В Малячкино был снова создан колхоз, который отделился от “Пионера”. Землепользование совхоза уменьшилось, но и оставшуюся пашню осваивать становилось все труднее. Надои и привесы падали, цены на горючее, стройматериалы и другие ресурсы бешено росли, а на производимое совхозом мясо и молоко падали, сокращалось и поголовье скота. Словом, происходило то, что и у всех в девяностые годы. Хозяйство задыхалось под грузом долгов. В конце концов, фирма “СамконАгро”, заплатив долги “Пионера”, завладела его основными фондами. Производство почти прекратилось. В Кушниково — одном из совхозных поселков — не работал ни один человек, люди жили усадьбой. Да и в “Пионерском” было все меньше работы. От огромного некогда стада свиней, насчитывавшего 22 тысячи голов, осталась всего тысяча. Вокруг совхоза, непонятно кому принадлежавшего (что это за фирма
СамконАгро, никто не мог мне объяснить), вились всякие темные слухи и загадочные истории. Одна из таких историй была связана со строительством основательного бетонного забора вокруг свинарника, который обошелся фирме в восемь миллионов рублей или по курсу того времени в 300 тысяч долларов. Район так и ахнул: зачем тратить такие деньжищи на обычное и, в сущности, никому не нужное бетонное ограждение? Ясное дело — отмываловка.
И вот словно в противовес всем этим слухам и всяким “тайнам мадридского двора”, этой энергии разрушения и умирания сообщение: в “Пионерском” на старом пепелище строится современный крупный молочный комплекс. Площадка очищается от развалин старых свинарников и на шестидесяти гектарах возводятся новые коровники. В Кушниково, Белоключье завозится породистый скот. Идет межевание земель, на которых будут сеять кормовые культуры. Словом, в районе создают фабрику молока, которая восполнит потери крупного рогатого скота последних лет и сделает местное сельское хозяйство естественным и гармоничным.

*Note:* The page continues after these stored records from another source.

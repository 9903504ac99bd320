// Copyright (c) 2025 Geoffrey Huntley <ghuntley@ghuntley.com>. All rights reserved.
// SPDX-License-Identifier: Proprietary

//! HTTP listener configuration.

use serde::Deserialize;

const DEFAULT_HOST: &str = "0.0.0.0";
const DEFAULT_PORT: u16 = 8080;

/// HTTP listener configuration (runtime, fully resolved).
#[derive(Debug, Clone)]
pub struct HttpConfig {
	pub host: String,
	pub port: u16,
}

impl Default for HttpConfig {
	fn default() -> Self {
		Self {
			host: DEFAULT_HOST.to_string(),
			port: DEFAULT_PORT,
		}
	}
}

/// HTTP configuration layer (partial, for merging).
#[derive(Debug, Clone, Default, Deserialize)]
pub struct HttpConfigLayer {
	#[serde(default)]
	pub host: Option<String>,
	#[serde(default)]
	pub port: Option<u16>,
}

impl HttpConfigLayer {
	pub fn merge(&mut self, other: HttpConfigLayer) {
		if other.host.is_some() {
			self.host = other.host;
		}
		if other.port.is_some() {
			self.port = other.port;
		}
	}

	pub fn finalize(self) -> HttpConfig {
		HttpConfig {
			host: self.host.unwrap_or_else(|| DEFAULT_HOST.to_string()),
			port: self.port.unwrap_or(DEFAULT_PORT),
		}
	}
}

Ну, и кто же такой широкий и энергичный инвестор? А оказывается, лет пять назад создали в Самарской области такую организацию — государственное унитарное предприятие “Областная МТС”. Аббревиатура прямо из незабвенных сталинских времен — МТС — машинно-тракторная станция. Здесь, правда, машинно-технологическая станция. Но цель та же, что и семьдесят лет назад, — “оказание сельским товаропроизводителям услуг по обработке земли и уборке урожая”, то есть и вспашут тебе и уберут то, что выросло.
Едва родившись, это предприятие начало создавать агропромышленный холдинг, объединяясь с собственниками земли, то есть с крестьянами-пайщиками, и привлекая сторонних инвесторов для осуществления крупных проектов вроде сооружения того же самого молочного комплекса в “Пионерском”. Под его строительство ГУП получило в областном бюджете кредитов на сто миллионов рублей, немалые деньги одолжены и в коммерческих банках для рекультивации и восстановления земель. Комплексу ведь свои корма нужны. И подобных комплексов ГУП по области не один собирается создавать. Словом, такой же, как и в Кунье государственный проект, только в качестве паровоза не молочный комбинат выступает, а государственное унитарное предприятие.
Глава одиннадцатая.
“Все это было, было, было…”
Колоссы на глиняных ногах. Так и идет на память блоковское из “Возмездия”: “Все это было, было, было. /Свершился дней круговорот. /Какая ложь, какая сила /тебя прошедшее вернет”. Были утопические проекты, были комплексы, да еще и покрупнее, чем нынешние, — на 1800 коров, на 108 тысяч свиней, на 10 тысяч быков, создаваемые в окрестностях мегаполисов, чтоб кормить их безотказно мясом-молоком. Не получалось, не кормили. “Давай купим самолет. Как узнаем, что в Москве колбасу дают, так и вылетаем сразу же”.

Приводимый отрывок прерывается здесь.